Hello,
I am using stytchClient.session.authenticate({session_duration_minutes: 60}); from the @stytch/nextjs library and the response seems to change the expiration of the session but it doesnt issue a new session token or jwt token. Should it be issuing a new jwt with the new expiration?
Hey Blane,
Thanks for posting!
the response seems to change the expiration of the session but it doesnt issue a new session token or jwt token. Should it be issuing a new jwt with the new expiration?
That’s correct - calling
stytchClient.session.authenticate({ session_duration_minutes: 60, });
will extend the duration of the existing session stored by the SDK by 60 minutes, rather than generating a new Session.
For some additional context on session management, session JWTs always have a lifetime of 5 minutes, regardless of the underlying session duration. Our JS SDKs (include NextJS) automatically refresh the session JWT in the background every few minutes (as long as the underlying session is still valid), which keeps the JWT fresh.
We do this for two main reasons:
authenticateJwt() method in our Node SDK) rather than authenticating a session token via making a request to Stytch servers (for instance, by calling our authenticate() method in our Node SDK).You can read a bit more about session tokens vs JWTs in our blog post here: JWTs vs. sessions: which authentication approach is right for you? - Stytch!
Sessions can be revoked via the session.revoke() method, which is used to log a user out of your application.
The session duration set when minting a new Stytch Session can be extended as mentioned above, and as long as that session is still valid (e.g. not expired or revoked), our JS SDKs will automatically refresh the JWT in the background.
hey Matt thank you for the quick and thorough reply. That is helpful information. We are using Hasura on our backend and are leveraging their jwt auth which uses stytch’s jwk endpoints. When you say the NextJS SDK automatically refreshes the session jwt every few minutes, how can I see the details for that? Does it only happen on the server side or on the client side? I am polling my session and I am not seeing the session_jwt updating at all in those responses. What does in the background mean and where is the code that is responsible for doing that jwt refresh? Thank you!
Hey Blane,
Of course, happy to help!
When you say the NextJS SDK automatically refreshes the session jwt every few minutes, how can I see the details for that?
…
What does in the background mean and where is the code that is responsible for doing that jwt refresh?
Our frontend JS SDKs automatically call session.authenticate() every few minutes to refresh the JWT. These calls are made in the background via the bundled SDK code (from your frontend browser where the SDK is initialized), so you won’t necessarily see the calls themselves being made.
I am polling my session and I am not seeing the session_jwt updating at all in those responses.

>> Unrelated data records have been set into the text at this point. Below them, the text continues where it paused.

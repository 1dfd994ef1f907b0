//! Logging configuration and initialization
//!
//! Every binary in the workspace sets up `tracing` through [`init_logging`].
//! Supported options:
//!
//! - output to console, file, or both
//! - text or JSON format
//! - daily rotating log files
//! - configuration from environment variables or a builder
//!
//! Library code never prints: use `trace!`, `debug!`, `info!`, `warn!` and
//! `error!` with structured fields, e.g.
//! `error!(url = %url, error = %err, "Request failed")`.
//!
//! # Example
//!
//! ```no_run
//! use lineage_common::logging::{init_logging, LogConfig};
//! use tracing::info;
//!
//! fn main() -> anyhow::Result<()> {
//!     let config = LogConfig::from_env()?;
//!     let _guard = init_logging(&config)?;
//!
//!     info!("Crawler started");
//!     Ok(())
//! }
//! ```

use anyhow::{Context, Result};
use serde::{Deserialize, Serialize};
use std::path::PathBuf;
use tracing::Level;
use tracing_appender::non_blocking::WorkerGuard;
use tracing_subscriber::{
    fmt::{self, format::FmtSpan, MakeWriter},
    layer::SubscriberExt,
    util::SubscriberInitExt,
    EnvFilter, Layer, Registry,
};

type BoxedLayer = Box<dyn Layer<Registry> + Send + Sync>;

/// Log level for filtering messages
#[derive(Debug, Clone, Copy, PartialEq, Eq, Serialize, Deserialize, Default)]
#[serde(rename_all = "lowercase")]
pub enum LogLevel {
    Trace,
    Debug,
    #[default]
    Info,
    Warn,
    Error,
}

impl LogLevel {
    /// Convert to tracing Level
    pub fn to_tracing_level(self) -> Level {
        match self {
            LogLevel::Trace => Level::TRACE,
            LogLevel::Debug => Level::DEBUG,
            LogLevel::Info => Level::INFO,
            LogLevel::Warn => Level::WARN,
            LogLevel::Error => Level::ERROR,
        }
    }
}

impl std::str::FromStr for LogLevel {
    type Err = anyhow::Error;

    fn from_str(s: &str) -> std::result::Result<Self, Self::Err> {
        match s.to_lowercase().as_str() {
            "trace" => Ok(LogLevel::Trace),
            "debug" => Ok(LogLevel::Debug),
            "info" => Ok(LogLevel::Info),
            "warn" | "warning" => Ok(LogLevel::Warn),
            "error" => Ok(LogLevel::Error),
            _ => Err(anyhow::anyhow!("Invalid log level: {}", s)),
        }
    }
}

/// Output target for logs
#[derive(Debug, Clone, Copy, PartialEq, Eq, Serialize, Deserialize, Default)]
#[serde(rename_all = "lowercase")]
pub enum LogOutput {
    #[default]
    Console,
    File,
    Both,
}

impl LogOutput {
    fn console(self) -> bool {
        matches!(self, LogOutput::Console | LogOutput::Both)
    }

    fn file(self) -> bool {
        matches!(self, LogOutput::File | LogOutput::Both)
    }
}

impl std::str::FromStr for LogOutput {
    type Err = anyhow::Error;

    fn from_str(s: &str) -> std::result::Result<Self, Self::Err> {
        match s.to_lowercase().as_str() {
            "console" | "stdout" => Ok(LogOutput::Console),
            "file" => Ok(LogOutput::File),
            "both" | "all" => Ok(LogOutput::Both),
            _ => Err(anyhow::anyhow!("Invalid log output: {}", s)),
        }
    }
}

/// Log format
#[derive(Debug, Clone, Copy, PartialEq, Eq, Serialize, Deserialize, Default)]
#[serde(rename_all = "lowercase")]
pub enum LogFormat {
    #[default]
    Text,
    Json,
}

impl std::str::FromStr for LogFormat {
    type Err = anyhow::Error;

    fn from_str(s: &str) -> std::result::Result<Self, Self::Err> {
        match s.to_lowercase().as_str() {
            "text" | "pretty" => Ok(LogFormat::Text),
            "json" => Ok(LogFormat::Json),
            _ => Err(anyhow::anyhow!("Invalid log format: {}", s)),
        }
    }
}

/// Logging configuration
#[derive(Debug, Clone, Serialize, Deserialize)]
pub struct LogConfig {
    /// Minimum log level to display
    pub level: LogLevel,

    /// Output target (console, file, or both)
    pub output: LogOutput,

    /// Log format (text or JSON)
    pub format: LogFormat,

    /// Directory for log files (only used when output includes file)
    pub log_dir: PathBuf,

    /// Log file name prefix (e.g. "lineage-ingest" -> "lineage-ingest.2024-01-18")
    pub log_file_prefix: String,

    /// Additional filter directives (e.g. "reqwest=warn,lineage_ingest=debug")
    pub filter_directives: Option<String>,

    /// Whether to include file and line number in logs
    pub include_location: bool,

    /// Whether to include thread IDs in logs
    pub include_thread_ids: bool,

    /// Write console output to stderr instead of stdout, leaving stdout for
    /// program output
    #[serde(default)]
    pub console_stderr: bool,
}

impl Default for LogConfig {
    fn default() -> Self {
        Self {
            level: LogLevel::Info,
            output: LogOutput::Console,
            format: LogFormat::Text,
            log_dir: PathBuf::from("./logs"),
            log_file_prefix: "lineage".to_string(),
            filter_directives: None,
            include_location: false,
            include_thread_ids: false,
            console_stderr: false,
        }
    }
}

impl LogConfig {
    /// Load configuration from environment variables
    ///
    /// - `LOG_LEVEL`: trace, debug, info, warn, error
    /// - `LOG_OUTPUT`: console, file, both
    /// - `LOG_FORMAT`: text, json
    /// - `LOG_DIR`: directory for log files
    /// - `LOG_FILE_PREFIX`: prefix for log files
    /// - `LOG_FILTER`: additional filter directives
    /// - `LOG_INCLUDE_LOCATION`, `LOG_INCLUDE_THREAD_IDS`: true/false
    pub fn from_env() -> Result<Self> {
        Self::default().merge_env()
    }

    /// Override fields of this configuration with any `LOG_*` variables set
    pub fn merge_env(mut self) -> Result<Self> {
        if let Ok(level) = std::env::var("LOG_LEVEL") {
            self.level = level.parse()?;
        }

        if let Ok(output) = std::env::var("LOG_OUTPUT") {
            self.output = output.parse()?;
        }

        if let Ok(format) = std::env::var("LOG_FORMAT") {
            self.format = format.parse()?;
        }

        if let Ok(dir) = std::env::var("LOG_DIR") {
            self.log_dir = PathBuf::from(dir);
        }

        if let Ok(prefix) = std::env::var("LOG_FILE_PREFIX") {
            self.log_file_prefix = prefix;
        }

        if let Ok(filter) = std::env::var("LOG_FILTER") {
            self.filter_directives = Some(filter);
        }

        if let Ok(val) = std::env::var("LOG_INCLUDE_LOCATION") {
            self.include_location = val.parse().unwrap_or(false);
        }

        if let Ok(val) = std::env::var("LOG_INCLUDE_THREAD_IDS") {
            self.include_thread_ids = val.parse().unwrap_or(false);
        }

        Ok(self)
    }

    /// Create a builder for fluent configuration
    pub fn builder() -> LogConfigBuilder {
        LogConfigBuilder::default()
    }

    fn env_filter(&self) -> Result<EnvFilter> {
        let mut filter =
            EnvFilter::from_default_env().add_directive(self.level.to_tracing_level().into());

        if let Some(ref directives) = self.filter_directives {
            for directive in directives.split(',').filter(|d| !d.trim().is_empty()) {
                filter = filter.add_directive(
                    directive
                        .trim()
                        .parse()
                        .with_context(|| format!("Failed to parse filter directive '{}'", directive))?,
                );
            }
        }

        Ok(filter)
    }

    fn fmt_layer<W>(&self, writer: W, ansi: bool) -> BoxedLayer
    where
        W: for<'w> MakeWriter<'w> + Send + Sync + 'static,
    {
        let layer = fmt::layer()
            .with_writer(writer)
            .with_ansi(ansi)
            .with_thread_ids(self.include_thread_ids)
            .with_file(self.include_location)
            .with_line_number(self.include_location)
            .with_span_events(FmtSpan::CLOSE);

        match self.format {
            LogFormat::Text => layer.boxed(),
            LogFormat::Json => layer.json().boxed(),
        }
    }
}

/// Builder for LogConfig
#[derive(Default)]
pub struct LogConfigBuilder {
    config: LogConfig,
}

impl LogConfigBuilder {
    pub fn level(mut self, level: LogLevel) -> Self {
        self.config.level = level;
        self
    }

    pub fn output(mut self, output: LogOutput) -> Self {
        self.config.output = output;
        self
    }

    pub fn format(mut self, format: LogFormat) -> Self {
        self.config.format = format;
        self
    }

    pub fn log_dir(mut self, dir: impl Into<PathBuf>) -> Self {
        self.config.log_dir = dir.into();
        self
    }

    pub fn log_file_prefix(mut self, prefix: impl Into<String>) -> Self {
        self.config.log_file_prefix = prefix.into();
        self
    }

    pub fn filter_directives(mut self, filter: impl Into<String>) -> Self {
        self.config.filter_directives = Some(filter.into());
        self
    }

    pub fn include_location(mut self, include: bool) -> Self {
        self.config.include_location = include;
        self
    }

    pub fn console_stderr(mut self, stderr: bool) -> Self {
        self.config.console_stderr = stderr;
        self
    }

    pub fn build(self) -> LogConfig {
        self.config
    }
}

/// Keeps the non-blocking file writer flushing; hold it until shutdown.
#[must_use = "dropping the guard stops file logging"]
pub struct LoggingGuard {
    _file: Option<WorkerGuard>,
}

/// Initialize the global tracing subscriber
///
/// Call once at startup and keep the returned guard alive for the lifetime of
/// the program.
pub fn init_logging(config: &LogConfig) -> Result<LoggingGuard> {
    let filter = config.env_filter()?;
    let mut layers: Vec<BoxedLayer> = Vec::new();
    let mut file_guard = None;

    if config.output.console() {
        let layer = if config.console_stderr {
            config.fmt_layer(std::io::stderr, true)
        } else {
            config.fmt_layer(std::io::stdout, true)
        };
        layers.push(layer);
    }

    if config.output.file() {
        std::fs::create_dir_all(&config.log_dir).context("Failed to create log directory")?;

        let appender = tracing_appender::rolling::daily(&config.log_dir, &config.log_file_prefix);
        let (non_blocking, guard) = tracing_appender::non_blocking(appender);
        file_guard = Some(guard);

        // No ANSI colors in files
        layers.push(config.fmt_layer(non_blocking, false));
    }

    tracing_subscriber::registry()
        .with(layers)
        .with(filter)
        .try_init()
        .context("Failed to install tracing subscriber")?;

    Ok(LoggingGuard { _file: file_guard })
}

The background refresh process updates the session_jwt value stored in cookies on the frontend. This session cookie is automatically included in requests made to your backend (as long as they share a domain), so I’d expect the session_jwt value to be updated on the frontend cookies, as well as in any subsequent requests made to your backend after a refresh. You can read a bit more about session management with our frontend JS SDKs here: https://stytch.com/docs/sdks/javascript-sdk/resources/cookies-and-session-management.
It sounds like you may be using our NextJS SDK on the frontend, along with a Hasura backend. Can you clarify what you mean by polling the session, and where this is taking place?
The refresh flow generally looks something like this (occurring every few minutes):
session.authenticate() in the background, generating a new JWT.session_jwt cookie stored on your frontend with this new JWT value.session_jwt value (as long as your backend shares a domain with your frontend), and can be validated using the JWKS endpoint since the JWT is not expired.Got it, so I wont see these calls on the network tab of my browser?
Heya Blane,
Got it, so I wont see these calls on the network tab of my browser?
You will see these calls in your browser’s network tab, I’ll include a screenshot of what that looks like below. I used one of our demo apps and you can do the same thing by logging in and then watching the network tab for ~3-4 minutes.
Those calls are automatic and don’t require any code on your end, they serve to heartbeat the session and refresh the shorter lived JWT when its about to expire (while the underlying session length is still valid).
Let us know if you have any other questions!
Thanks Chris - I appreciate your responsiveness and patience with me, I am making progress debugging this. I can confirm I am seeing the authenticate request every 3-4 minutes on the client side and a new session_jwt being issued. I identified my issue being that it seems the session_jwt I get from this code is the original jwt and is stale/not being updated every 4 minutes,
import { useStytch } from '@stytch/nextjs';
const { session } = useStytch();
const token = session.getTokens()?.session_jwt;
Hey im going to close this for now, thanks
Hey Blane – sounds good! Glad to hear you identified the issue.
Please let us know if anything else comes up, and we’ll be happy to help!